La nouvelle carte des régions de François Hollande / © PASCAL PAVANI / AFP / Infographie Bastien Hugues FranceTVinfo
La nouvelle carte des régions de François Hollande / © PASCAL PAVANI / AFP / Infographie Bastien Hugues FranceTVinfo

Pas de fusion avec la Bretagne, ni avec Poitou-Charentes, le statu quo territorial dans l'ouest fait réagir. Après l'annonce présidentielle, quels sont les scénarios possibles, comment réagissent nos élus.

Par Xavier Collombier

Statu quo

Les réticences de la Bretagne à se voir fusionner avec les Pays de la Loire ou de voir ces derniers rejoindre Poitou-Charentes auront finalement eu raison de la patience présidentielle. Rien ne change ce matin, la Bretagne reste à quatre départements et les Pays de la Loire ne fusionnent avec personne. 
Ce matin, le ministre de l'intérieur Bernard Cazeneuve sur Itélé devant les questions de Christophe Barbier indiquait que sur le dossier Bretagne-Pays de la Loire, il était prudent de donner selon la formule fétiche de François Mitterrand "du temps au temps", en clair le status quo territorial aurait comme objectif de laisser mûrir doucement un projet de mariage.



Le ni ni 

Bruno Retailleau, le président UMP du conseil général de Vendée, a été un des premiers à réagir dans un communiqué hier soir.

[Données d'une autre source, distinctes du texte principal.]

use std::str::FromStr;

use async_trait::async_trait;
use reqwest::StatusCode;
use rust_decimal::Decimal;

use super::{InventoryClient, InventoryError};

pub struct HttpInventoryClient {
    base_url: String,
    client: reqwest::Client,
}

impl HttpInventoryClient {
    pub fn new(base_url: String, client: reqwest::Client) -> Self {
        Self {
            base_url: base_url.trim_end_matches('/').to_string(),
            client,
        }
    }
}

fn transport_error(e: reqwest::Error) -> InventoryError {
    if e.is_timeout() {
        InventoryError::Unavailable("request timed out".to_string())
    } else {
        InventoryError::Unavailable(e.to_string())
    }
}

#[async_trait]
impl InventoryClient for HttpInventoryClient {
    async fn available_tickets(&self, event_id: i64) -> Result<i64, InventoryError> {
        let resp = self
            .client
            .get(format!("{}/available/{}", self.base_url, event_id))
            .send()
            .await
            .map_err(transport_error)?;

        let status = resp.status();
        if status == StatusCode::NOT_FOUND {
            return Err(InventoryError::EventNotFound(event_id));
        }
        if !status.is_success() {
            return Err(InventoryError::Unavailable(format!(
                "availability lookup returned {status}"
            )));
        }

        let body = resp.text().await.map_err(transport_error)?;
        body.trim().parse::<i64>().map_err(|_| {
            InventoryError::Unavailable(format!("unexpected availability body: {body:?}"))
        })
    }

    async fn unit_price(&self, event_id: i64) -> Result<Option<Decimal>, InventoryError> {
        let resp = self
            .client
            .get(format!("{}/unit-price/{}", self.base_url, event_id))
            .send()
            .await
            .map_err(transport_error)?;

        let status = resp.status();
        if status == StatusCode::NOT_FOUND {
            return Ok(None);
        }
        if !status.is_success() {
            return Err(InventoryError::Unavailable(format!(
                "price lookup returned {status}"
            )));
        }

        // The event service answers with a bare decimal. Parse the text so the
        // scale survives (10.00 stays 10.00).
        let body = resp.text().await.map_err(transport_error)?;
        let body = body.trim().trim_matches('"');
        if body.is_empty() || body == "null" {
            return Ok(None);
        }
        Decimal::from_str(body)
            .map(Some)
            .map_err(|_| InventoryError::Unavailable(format!("unexpected price body: {body:?}")))
    }

    async fn reduce_available_tickets(&self, event_id: i64, delta: i64) -> Result<(), InventoryError> {
        let resp = self
            .client
            .post(format!("{}/reduce", self.base_url))
            .query(&[("eventId", event_id), ("ticketsToReduce", delta)])
            .send()
            .await
            .map_err(transport_error)?;

        let status = resp.status();
        match status {
            s if s.is_success() => Ok(()),
            StatusCode::NOT_FOUND => Err(InventoryError::EventNotFound(event_id)),
            StatusCode::CONFLICT | StatusCode::UNPROCESSABLE_ENTITY | StatusCode::BAD_REQUEST => {
                let body = resp.text().await.unwrap_or_default();
                Err(InventoryError::Refused(if body.trim().is_empty() {
                    format!("event service returned {status}")
                } else {
                    body.trim().to_string()
                }))
            }
            _ => Err(InventoryError::Unavailable(format!(
                "reduce returned {status}"
            ))),
        }
    }
}
use std::sync::Arc;

use axum::extract::rejection::JsonRejection;
use axum::extract::{Path, State};
use axum::Json;

use crate::db::BookingFilter;
use crate::errors::AppError;
use crate::models::{Booking, BookingRequest};
use crate::state::AppState;

// POST /api/bookings/book
pub async fn book_ticket(
    State(state): State<Arc<AppState>>,
    payload: Result<Json<BookingRequest>, JsonRejection>,
) -> Result<Json<Booking>, AppError> {
    let Json(request) = payload.map_err(|e| AppError::Validation(e.body_text()))?;

    // Dropping this handler (client gone) must not drop the saga halfway,
    // so it runs on its own task and we only wait for it.
    let orchestrator = Arc::clone(&state.orchestrator);
    let saga = tokio::spawn(async move { orchestrator.book_ticket(&request).await });
    let booking = saga
        .await
        .map_err(|e| AppError::Storage(format!("booking task failed: {e}")))??;

    Ok(Json(booking))
}

// GET /api/bookings/all
pub async fn list_bookings(
    State(state): State<Arc<AppState>>,
) -> Result<Json<Vec<Booking>>, AppError> {
    let bookings = state.orchestrator.list_bookings(&BookingFilter::default())?;
    Ok(Json(bookings))
}

// GET /api/bookings/:id
pub async fn get_booking(
    State(state): State<Arc<AppState>>,
    Path(id): Path<i64>,
) -> Result<Json<Booking>, AppError> {
    Ok(Json(state.orchestrator.get_booking(id)?))
}

// GET /api/bookings/user/:user_id
pub async fn list_user_bookings(
    State(state): State<Arc<AppState>>,
    Path(user_id): Path<i64>,
) -> Result<Json<Vec<Booking>>, AppError> {
    Ok(Json(state.orchestrator.list_bookings_by_user(user_id)?))
}

// DELETE /api/bookings/:id
pub async fn cancel_booking(
    State(state): State<Arc<AppState>>,
    Path(id): Path<i64>,
) -> Result<Json<Booking>, AppError> {
    let orchestrator = Arc::clone(&state.orchestrator);
    let cancel = tokio::spawn(async move { orchestrator.cancel_booking(id).await });
    let booking = cancel
        .await
        .map_err(|e| AppError::Storage(format!("cancellation task failed: {e}")))??;
    Ok(Json(booking))
}
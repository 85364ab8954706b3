pub mod migrations;
pub mod queries;

use std::sync::{Arc, Mutex, MutexGuard};

use anyhow::Context;
use chrono::{NaiveDateTime, SubsecRound, Utc};
use rusqlite::Connection;

use crate::models::{Booking, BookingStatus, NewBooking, RowState};

pub fn init_db(path: &str) -> anyhow::Result<Connection> {
    let conn = Connection::open(path).context("failed to open database")?;

    conn.execute_batch("PRAGMA journal_mode=WAL; PRAGMA foreign_keys=ON;")
        .context("failed to set database pragmas")?;

    migrations::run_migrations(&conn)?;

    Ok(conn)
}

#[derive(Debug, thiserror::Error)]
pub enum StoreError {
    #[error("database error: {0}")]
    Database(#[from] rusqlite::Error),

    #[error("booking {0} not found")]
    NotFound(i64),

    #[error("booking {0} is cancelled")]
    Cancelled(i64),

    #[error("corrupt booking row {id}: {reason}")]
    Corrupt { id: i64, reason: String },

    #[error("booking store lock poisoned")]
    LockPoisoned,
}

#[derive(Debug, Clone, Default)]
pub struct BookingFilter {
    pub status: Option<BookingStatus>,
    pub reconciliation_required: Option<bool>,
    pub limit: Option<i64>,
}

/// Persistence for booking records.
///
/// `create` assigns the id and the booking date. `update` writes status,
/// payment reference and the reconciliation flag, stamps `updated_at`, and
/// fails with [`StoreError::NotFound`] when the row is missing. `CANCELLED`
/// is final: `update` refuses to move a cancelled row to any other status and
/// reports [`StoreError::Cancelled`].
pub trait BookingStore: Send + Sync {
    fn create(&self, new: &NewBooking) -> Result<Booking, StoreError>;
    fn get(&self, id: i64) -> Result<Option<Booking>, StoreError>;
    fn update(&self, booking: &mut Booking) -> Result<(), StoreError>;
    /// Moves `id` to `next` only if its status and reconciliation flag still
    /// read `expected`. Returns whether the row was written.
    fn compare_and_set(&self, id: i64, expected: RowState, next: RowState) -> Result<bool, StoreError>;
    fn delete(&self, id: i64) -> Result<bool, StoreError>;
    fn list_by_user(&self, user_id: i64) -> Result<Vec<Booking>, StoreError>;
    fn list(&self, filter: &BookingFilter) -> Result<Vec<Booking>, StoreError>;
}

/// Store timestamps have second precision; truncate so in-memory values
/// compare equal to what is read back.
pub fn now() -> NaiveDateTime {
    Utc::now().naive_utc().trunc_subsecs(0)
}

pub struct SqliteBookingStore {
    conn: Arc<Mutex<Connection>>,
}

impl SqliteBookingStore {
    pub fn new(conn: Arc<Mutex<Connection>>) -> Self {
        Self { conn }
    }

    pub fn open(path: &str) -> anyhow::Result<Self> {
        Ok(Self::new(Arc::new(Mutex::new(init_db(path)?))))
    }

    fn lock(&self) -> Result<MutexGuard<'_, Connection>, StoreError> {
        self.conn.lock().map_err(|_| StoreError::LockPoisoned)
    }
}

impl BookingStore for SqliteBookingStore {
    fn create(&self, new: &NewBooking) -> Result<Booking, StoreError> {
        let db = self.lock()?;
        queries::insert_booking(&db, new, BookingStatus::Pending, &now())
    }

    fn get(&self, id: i64) -> Result<Option<Booking>, StoreError> {
        let db = self.lock()?;
        queries::get_booking_by_id(&db, id)
    }

    fn update(&self, booking: &mut Booking) -> Result<(), StoreError> {
        booking.updated_at = now();
        let db = self.lock()?;
        if queries::update_booking(&db, booking)? {
            return Ok(());
        }
        match queries::get_booking_status(&db, booking.id)? {
            None => Err(StoreError::NotFound(booking.id)),
            Some(_) => Err(StoreError::Cancelled(booking.id)),
        }
    }

    fn compare_and_set(&self, id: i64, expected: RowState, next: RowState) -> Result<bool, StoreError> {
        let db = self.lock()?;
        queries::compare_and_set(&db, id, expected, next, &now())
    }

    fn delete(&self, id: i64) -> Result<bool, StoreError> {
        let db = self.lock()?;
        queries::delete_booking(&db, id)
    }

    fn list_by_user(&self, user_id: i64) -> Result<Vec<Booking>, StoreError> {
        let db = self.lock()?;
        queries::get_bookings_for_user(&db, user_id)
    }

    fn list(&self, filter: &BookingFilter) -> Result<Vec<Booking>, StoreError> {
        let db = self.lock()?;
        queries::get_all_bookings(&db, filter)
    }
}
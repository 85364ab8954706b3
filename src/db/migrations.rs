use anyhow::Context;
use rusqlite::Connection;

/// Migrations applied in order. Compiled into the binary so the service does
/// not depend on its working directory.
const MIGRATIONS: &[(&str, &str)] = &[(
    "001_create_bookings.sql",
    include_str!("../../migrations/001_create_bookings.sql"),
)];

pub fn run_migrations(conn: &Connection) -> anyhow::Result<()> {
    conn.execute_batch(
        "CREATE TABLE IF NOT EXISTS _migrations (
            name TEXT PRIMARY KEY,
            applied_at TEXT NOT NULL DEFAULT (datetime('now'))
        );",
    )
    .context("failed to create migrations table")?;

    for (name, sql) in MIGRATIONS {
        let already_applied: bool = conn
            .query_row(
                "SELECT COUNT(*) > 0 FROM _migrations WHERE name = ?1",
                [name],
                |row| row.get(0),
            )
            .context("failed to check migration status")?;

        if already_applied {
            continue;
        }

        conn.execute_batch(sql)
            .with_context(|| format!("failed to apply migration: {name}"))?;

        conn.execute("INSERT INTO _migrations (name) VALUES (?1)", [name])
            .with_context(|| format!("failed to record migration: {name}"))?;

        tracing::info!("applied migration: {name}");
    }

    Ok(())
}
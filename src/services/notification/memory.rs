use std::sync::atomic::{AtomicBool, Ordering};
use std::sync::Mutex;

use async_trait::async_trait;

use super::NotificationClient;

#[derive(Default)]
pub struct MemoryNotifications {
    sent: Mutex<Vec<(i64, String)>>,
    failing: AtomicBool,
}

impl MemoryNotifications {
    pub fn new() -> Self {
        Self::default()
    }

    pub fn set_failing(&self, failing: bool) {
        self.failing.store(failing, Ordering::SeqCst);
    }

    pub fn sent(&self) -> Vec<(i64, String)> {
        self.sent.lock().map(|s| s.clone()).unwrap_or_default()
    }
}

#[async_trait]
impl NotificationClient for MemoryNotifications {
    async fn notify(&self, user_id: i64, message: &str) -> anyhow::Result<()> {
        if self.failing.load(Ordering::SeqCst) {
            anyhow::bail!("notification service unavailable");
        }
        self.sent
            .lock()
            .map_err(|_| anyhow::anyhow!("notification log lock poisoned"))?
            .push((user_id, message.to_string()));
        Ok(())
    }
}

François Hollande fait du François Hollande: une politique du ni-ni. Ni fusion avec la Bretagne, ni constitution d'une grande région arc atlantique Bretagne/Poitou-Charentes/Pays de la Loire


 

Le choix raisonnable

Jacques Auxiette, le président socialiste de la région Pays de la Loire "se félicite tout d'abord que l'unité des Pays de la Loire ait été préservée (...) Après de multiples tergiversations, c'est finalement une solution raisonnable qui est retenue car elle préserve intactes toutes les possibilités de coopérations avec les régions voisines"



Le mécontentement des Bonnets Rouges

Les Bonnets Rouges espéraient profiter de cette réforme territoriale pour voir la Bretagne redessiner à cinq départements, ce matin ils appellent à manifester contre ce qu'ils qualifient de "non-réforme".